EXTRACTED ENTRIES

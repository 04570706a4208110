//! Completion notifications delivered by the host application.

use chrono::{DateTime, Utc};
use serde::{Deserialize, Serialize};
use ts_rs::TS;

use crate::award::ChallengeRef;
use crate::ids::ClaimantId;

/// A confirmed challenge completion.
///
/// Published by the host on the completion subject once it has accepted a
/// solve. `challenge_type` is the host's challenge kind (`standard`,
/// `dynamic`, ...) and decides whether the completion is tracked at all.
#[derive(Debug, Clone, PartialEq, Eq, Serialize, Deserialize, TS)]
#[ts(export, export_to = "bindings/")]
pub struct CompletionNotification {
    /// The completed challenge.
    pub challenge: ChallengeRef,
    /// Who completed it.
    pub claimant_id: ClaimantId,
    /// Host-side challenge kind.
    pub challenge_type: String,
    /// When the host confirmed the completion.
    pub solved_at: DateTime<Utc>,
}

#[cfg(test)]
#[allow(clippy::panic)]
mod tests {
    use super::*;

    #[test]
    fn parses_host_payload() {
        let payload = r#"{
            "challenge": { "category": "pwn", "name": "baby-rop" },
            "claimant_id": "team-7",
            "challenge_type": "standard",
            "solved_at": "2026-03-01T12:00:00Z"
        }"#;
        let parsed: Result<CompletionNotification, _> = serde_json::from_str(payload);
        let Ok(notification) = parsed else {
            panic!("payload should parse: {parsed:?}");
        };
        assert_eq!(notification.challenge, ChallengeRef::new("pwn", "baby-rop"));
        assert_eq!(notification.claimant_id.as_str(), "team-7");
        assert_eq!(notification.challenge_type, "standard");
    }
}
==
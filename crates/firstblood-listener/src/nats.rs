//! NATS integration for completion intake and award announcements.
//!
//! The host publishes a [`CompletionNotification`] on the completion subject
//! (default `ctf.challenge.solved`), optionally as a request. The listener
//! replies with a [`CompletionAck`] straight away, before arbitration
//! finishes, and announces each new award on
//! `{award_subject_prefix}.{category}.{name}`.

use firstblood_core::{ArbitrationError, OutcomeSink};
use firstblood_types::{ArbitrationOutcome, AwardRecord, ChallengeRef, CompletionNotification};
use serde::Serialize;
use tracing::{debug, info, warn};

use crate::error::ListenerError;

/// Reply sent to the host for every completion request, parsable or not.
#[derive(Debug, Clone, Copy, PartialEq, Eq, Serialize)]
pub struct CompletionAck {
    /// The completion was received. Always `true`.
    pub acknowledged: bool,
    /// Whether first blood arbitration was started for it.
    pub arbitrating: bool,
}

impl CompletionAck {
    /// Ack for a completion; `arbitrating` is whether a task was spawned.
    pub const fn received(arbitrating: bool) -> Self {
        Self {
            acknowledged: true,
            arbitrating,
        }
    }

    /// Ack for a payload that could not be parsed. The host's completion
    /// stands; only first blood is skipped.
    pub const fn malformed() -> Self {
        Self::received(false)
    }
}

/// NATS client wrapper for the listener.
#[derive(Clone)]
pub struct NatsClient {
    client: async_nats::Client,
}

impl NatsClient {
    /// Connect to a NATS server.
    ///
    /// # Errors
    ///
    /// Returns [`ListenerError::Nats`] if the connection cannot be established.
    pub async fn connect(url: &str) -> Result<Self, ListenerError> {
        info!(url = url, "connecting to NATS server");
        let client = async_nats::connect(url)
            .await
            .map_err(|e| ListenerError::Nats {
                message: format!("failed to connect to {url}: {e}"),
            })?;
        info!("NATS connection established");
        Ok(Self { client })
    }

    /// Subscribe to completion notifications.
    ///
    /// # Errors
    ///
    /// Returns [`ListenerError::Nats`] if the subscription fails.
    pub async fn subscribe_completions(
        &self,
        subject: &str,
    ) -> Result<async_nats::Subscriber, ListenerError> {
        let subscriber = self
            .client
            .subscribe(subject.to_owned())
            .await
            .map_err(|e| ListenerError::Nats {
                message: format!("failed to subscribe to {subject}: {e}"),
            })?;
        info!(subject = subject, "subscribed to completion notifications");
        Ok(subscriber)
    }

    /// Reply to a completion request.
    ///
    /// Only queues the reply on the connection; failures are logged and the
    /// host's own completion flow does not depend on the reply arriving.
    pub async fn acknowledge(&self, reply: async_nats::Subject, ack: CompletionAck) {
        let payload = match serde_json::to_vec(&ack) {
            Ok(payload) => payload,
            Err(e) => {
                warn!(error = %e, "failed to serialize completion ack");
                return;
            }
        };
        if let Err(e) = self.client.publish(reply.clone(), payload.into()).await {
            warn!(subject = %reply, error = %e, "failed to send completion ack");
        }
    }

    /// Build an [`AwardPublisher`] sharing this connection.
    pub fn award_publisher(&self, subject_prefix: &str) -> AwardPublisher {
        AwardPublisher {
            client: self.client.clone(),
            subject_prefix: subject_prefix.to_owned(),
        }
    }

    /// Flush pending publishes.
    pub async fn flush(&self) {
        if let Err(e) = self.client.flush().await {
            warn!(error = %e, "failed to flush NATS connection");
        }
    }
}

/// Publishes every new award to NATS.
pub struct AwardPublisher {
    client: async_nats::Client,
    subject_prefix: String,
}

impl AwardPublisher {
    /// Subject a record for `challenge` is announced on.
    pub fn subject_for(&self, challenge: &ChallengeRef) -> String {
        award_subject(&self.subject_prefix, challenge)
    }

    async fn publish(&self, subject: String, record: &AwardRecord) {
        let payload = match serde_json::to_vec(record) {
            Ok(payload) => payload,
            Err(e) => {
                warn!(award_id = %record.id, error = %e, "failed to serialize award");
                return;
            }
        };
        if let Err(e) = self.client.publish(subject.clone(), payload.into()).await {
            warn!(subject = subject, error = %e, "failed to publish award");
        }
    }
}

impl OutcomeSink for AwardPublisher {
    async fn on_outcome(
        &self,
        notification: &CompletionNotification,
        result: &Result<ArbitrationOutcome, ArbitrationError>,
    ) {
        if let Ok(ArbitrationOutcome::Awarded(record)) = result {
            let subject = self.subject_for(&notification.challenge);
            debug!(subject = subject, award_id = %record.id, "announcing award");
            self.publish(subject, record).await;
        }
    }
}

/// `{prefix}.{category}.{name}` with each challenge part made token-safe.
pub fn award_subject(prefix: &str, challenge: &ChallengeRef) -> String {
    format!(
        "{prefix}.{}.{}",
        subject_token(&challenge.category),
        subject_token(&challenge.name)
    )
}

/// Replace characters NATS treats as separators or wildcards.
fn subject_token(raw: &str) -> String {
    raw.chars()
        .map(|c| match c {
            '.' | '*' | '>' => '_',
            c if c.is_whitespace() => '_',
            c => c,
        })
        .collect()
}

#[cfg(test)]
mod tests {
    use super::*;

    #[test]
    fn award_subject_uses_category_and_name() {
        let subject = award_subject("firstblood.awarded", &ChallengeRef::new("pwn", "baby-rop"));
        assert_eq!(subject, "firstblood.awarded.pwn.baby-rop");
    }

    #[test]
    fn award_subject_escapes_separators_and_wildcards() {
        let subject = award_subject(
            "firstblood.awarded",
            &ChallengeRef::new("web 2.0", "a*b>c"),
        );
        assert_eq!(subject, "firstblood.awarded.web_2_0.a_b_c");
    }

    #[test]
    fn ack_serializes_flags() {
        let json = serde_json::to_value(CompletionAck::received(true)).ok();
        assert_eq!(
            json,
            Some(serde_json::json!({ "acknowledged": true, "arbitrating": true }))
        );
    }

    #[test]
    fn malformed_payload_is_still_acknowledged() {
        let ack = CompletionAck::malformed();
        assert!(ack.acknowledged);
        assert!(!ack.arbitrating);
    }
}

WORK INSTRUCTIONS
Each line in the listing above from the one containing "sharing this connection." through the one containing "let payload = match serde_json::to_vec(record)" should be repeated exactly, and no other line.

FINISHED EXERCISE
    /// Build an [`AwardPublisher`] sharing this connection.
    pub fn award_publisher(&self, subject_prefix: &str) -> AwardPublisher {
        AwardPublisher {
            client: self.client.clone(),
            subject_prefix: subject_prefix.to_owned(),
        }
    }

    /// Flush pending publishes.
    pub async fn flush(&self) {
        if let Err(e) = self.client.flush().await {
            warn!(error = %e, "failed to flush NATS connection");
        }
    }
}

/// Publishes every new award to NATS.
pub struct AwardPublisher {
    client: async_nats::Client,
    subject_prefix: String,
}

impl AwardPublisher {
    /// Subject a record for `challenge` is announced on.
    pub fn subject_for(&self, challenge: &ChallengeRef) -> String {
        award_subject(&self.subject_prefix, challenge)
    }

    async fn publish(&self, subject: String, record: &AwardRecord) {
        let payload = match serde_json::to_vec(record) {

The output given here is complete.